- **Problem statement**
Find every line below where the word "PlanetaryBody" occurs, then give how many you found and nothing else.

- **Available data**
//! ANSI terminal rendering for systems, bodies and surfaces.
//!
//! Everything returns a `String` so the CLI decides where it goes.

use crossterm::style::{Attribute, Color, ResetColor, SetAttribute, SetBackgroundColor, SetForegroundColor};
use orbits::{BodyPosition, OrbitTrace};
use planetary::{Anomalies, CompositionClass, PlanetaryBody, Surface};
use star_system::{BodyKind, CelestialBody, StarSystem, Universe};

pub const RESET: ResetColor = ResetColor;
pub const BOLD: SetAttribute = SetAttribute(Attribute::Bold);

const STAR_ICON: u8 = 226;
const PLANET_ICON: u8 = 209;
const MOON_ICON: u8 = 47;
const SHIP_ICON: u8 = 199;
const NAME: u8 = 221;
const LABEL: u8 = 244;
const VALUE: u8 = 39;
const HEADER: u8 = 51;
const TITLE: u8 = 10;

/// Foreground command for an ANSI 256-color palette entry.
pub fn fg(code: u8) -> SetForegroundColor {
    SetForegroundColor(Color::AnsiValue(code))
}

fn bg(code: u8) -> SetBackgroundColor {
    SetBackgroundColor(Color::AnsiValue(code))
}

fn class_color(class: CompositionClass) -> u8 {
    match class {
        CompositionClass::Rock => 220,
        CompositionClass::Metal => 250,
        CompositionClass::Gas => 81,
        CompositionClass::Ice => 111,
        CompositionClass::Moon => MOON_ICON,
    }
}

// ============================================================================
// System tree
// ============================================================================

/// The whole body tree, one line per body, with box-drawing connectors.
pub fn system_tree(system: &StarSystem) -> String {
    let mut out = format!("{BOLD}{} ¤ Star System: {}{RESET}\n", fg(TITLE), system.name);
    write_body(&mut out, &system.star, true, &mut Vec::new());
    out
}

fn write_body(out: &mut String, body: &CelestialBody, is_last: bool, ancestors: &mut Vec<bool>) {
    for ancestor_last in ancestors.iter() {
        out.push_str(if *ancestor_last { "     " } else { " │   " });
    }
    out.push_str(if is_last { " └──>" } else { " ├──>" });
    out.push_str(&body_line(body));
    out.push('\n');

    ancestors.push(is_last);
    let last = body.bound.len().saturating_sub(1);
    for (i, child) in body.bound.iter().enumerate() {
        write_body(out, child, i == last, ancestors);
    }
    ancestors.pop();
}

/// A single tree line for `body`, without connectors.
pub fn body_line(body: &CelestialBody) -> String {
    match &body.kind {
        BodyKind::Star(star) => format!(
            "{BOLD}{} * {}{}{RESET} {}(Spectral Class:{RESET} {}{}{RESET}{}){RESET} Perceived color : {}",
            fg(STAR_ICON),
            fg(NAME),
            body.name,
            fg(LABEL),
            fg(VALUE),
            star.spectral_type,
            fg(LABEL),
            star.color.paint("███"),
        ),
        BodyKind::Planet(planetary) => planetary_line(body, planetary, PLANET_ICON, "⬤"),
        BodyKind::Moon(planetary) => planetary_line(body, planetary, MOON_ICON, "•"),
        BodyKind::Ship(ship) => format!(
            "{BOLD}{} ➤ {}{}{RESET}   {} {}{RESET}    {} {}{RESET}",
            fg(SHIP_ICON),
            fg(NAME),
            body.name,
            fg(ship.owner_color),
            ship.owner,
            fg(LABEL),
            ship.class_label,
        ),
    }
}

fn planetary_line(body: &CelestialBody, planetary: &PlanetaryBody, icon: u8, symbol: &str) -> String {
    let attrs = &planetary.attributes;
    format!(
        "{BOLD}{} {symbol} {BOLD}{}{}{RESET} {}{}{RESET}   \t{}Orbit:{RESET} {}{:.3} au{RESET} \t{}Radius:{RESET} {}{} R⊕{RESET}    \t{}Density:{RESET} {}{} g/cm³{RESET}",
        fg(icon),
        fg(NAME),
        body.name,
        fg(class_color(planetary.class)),
        planetary.class,
        fg(LABEL),
        fg(VALUE),
        body.orbit_radius.to_au(),
        fg(LABEL),
        fg(VALUE),
        attrs.radius,
        fg(LABEL),
        fg(VALUE),
        attrs.density,
    )
}

// ============================================================================
// Body card
// ============================================================================

/// Every derived attribute of a planet or moon. `None` for stars and ships.
pub fn body_card(body: &CelestialBody) -> Option<String> {
    let planetary = body.planetary()?;
    let attrs = &planetary.attributes;
    let is_moon = matches!(body.kind, BodyKind::Moon(_));
    let period = if is_moon {
        format!("{:.3} days", attrs.orbital_period.to_days())
    } else {
        format!("{:.3} Earth years", attrs.orbital_period.to_years())
    };

    let rows = [
        ("Type", planetary.class.to_string()),
        ("Orbit Radius", format!("{:.3} AU", body.orbit_radius.to_au())),
        ("Temperature", format!("{} K", attrs.temperature.to_kelvin())),
        ("Mass", format!("{} Earth masses", attrs.mass)),
        ("Radius", format!("{} Earth radii", attrs.radius)),
        ("Density", format!("{} g/cm³", attrs.density)),
        ("Surface Gravity", format!("{} g", attrs.surface_gravity)),
        ("Escape Velocity", format!("{} × Earth's", attrs.escape_velocity)),
        ("Rotation Period", format!("{} hours", attrs.rotation_period)),
        ("Orbital Period", period),
        ("Core Composition", attrs.core_composition.clone()),
        ("Atmosphere", attrs.atmosphere.clone()),
    ];

    let mut out = format!(
        "{BOLD}{}======== {}{} ({}) {}========{RESET}\n",
        fg(HEADER),
        fg(NAME),
        body.name,
        body.kind.label(),
        fg(HEADER),
    );
    for (label, value) in rows {
        out.push_str(&format!("{BOLD}{}{label}:{RESET} {}{value}{RESET}\n", fg(HEADER), fg(NAME)));
    }
    Some(out)
}

// ============================================================================
// Surface
// ============================================================================

/// Two heightmap rows per terminal line using upper half blocks.
pub fn heightmap(surface: &Surface) -> String {
    let map = &surface.heightmap;
    let (rows, cols) = map.shape();
    let mut out = String::new();

    for row in (0..rows).step_by(2) {
        for col in 0..cols {
            let top = surface.palette.color_for(map[(row, col)]);
            let bottom = if row + 1 < rows {
                surface.palette.color_for(map[(row + 1, col)])
            } else {
                top
            };
            out.push_str(&format!("{}{}▀", bg(bottom), fg(top)));
        }
        out.push_str(&RESET.to_string());
        out.push('\n');
    }
    out
}

pub fn anomalies(anomalies: &Anomalies) -> String {
    let sections = [
        ("Atmospheric", &anomalies.atmospheric),
        ("Terrain", &anomalies.terrain),
        ("Underground", &anomalies.underground),
    ];
    let mut out = String::new();
    for (title, entries) in sections {
        out.push_str(&format!("\n{BOLD}{}== {title} Anomalies =={RESET}\n", fg(HEADER)));
        for entry in entries {
            out.push_str(&format!("  {}- {entry}{RESET}\n", fg(NAME)));
        }
    }
    out
}

/// Full scanner read-out: header, heightmap and anomaly lists.
pub fn scan_report(body: &CelestialBody, surface: &Surface) -> String {
    let mut out = format!(
        "\n{BOLD}{} ======================= Terrain  Scanner ====================={RESET}\n",
        fg(HEADER)
    );
    out.push_str(&format!(
        "{}{}{RESET}  seed {} · {:?} kernel · {:?} palette\n",
        fg(NAME),
        body.name,
        surface.seed,
        surface.kernel,
        surface.palette
    ));
    out.push_str(&heightmap(surface));
    out.push_str(&anomalies(&surface.anomalies));
    out
}

// ============================================================================
// Universe and kinematics
// ============================================================================

pub fn universe_summary(universe: &Universe) -> String {
    let mut out = format!("{BOLD}{} ¤ Universe: {} systems{RESET}\n", fg(TITLE), universe.len());
    for system in universe.systems() {
        let spectral = match &system.star.kind {
            BodyKind::Star(star) => star.color.paint(&star.spectral_type.to_string()),
            _ => "?".to_string(),
        };
        out.push_str(&format!(
            " {}{}{RESET}  {}  {}{} planets{RESET}  {}({:.3}, {:.3}, {:.3}){RESET}\n",
            fg(NAME),
            system.name,
            spectral,
            fg(VALUE),
            system.planet_count(),
            fg(LABEL),
            system.position.x,
            system.position.y,
            system.position.z,
        ));
    }
    out
}

/// Absolute positions, indented by depth in the orbit tree.
pub fn positions(age: f64, positions: &[BodyPosition]) -> String {
    let mut out = format!("{BOLD}positions at age {:.3}{RESET}\n", age);
    for entry in positions {
        out.push_str(&format!(
            "{:indent$}{}{}{RESET}  {}({:+.6}, {:+.6}, {:+.6}){RESET}\n",
            "",
            fg(NAME),
            entry.name,
            fg(VALUE),
            entry.position.x,
            entry.position.y,
            entry.position.z,
            indent = entry.depth * 2,
        ));
    }
    out
}

/// Per-body orbit extent: sample count and farthest point from the center.
pub fn traces(traces: &[OrbitTrace]) -> String {
    let mut out = String::new();
    for trace in traces {
        let reach = trace
            .points
            .iter()
            .map(|p| (p - trace.center).norm())
            .fold(0.0_f64, f64::max);
        out.push_str(&format!(
            " {}{}{RESET}  {}{} samples, apoapsis {:.6}{RESET}\n",
            fg(NAME),
            trace.name,
            fg(LABEL),
            trace.points.len(),
            reach,
        ));
    }
    out
}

- **Result of this exercise**
2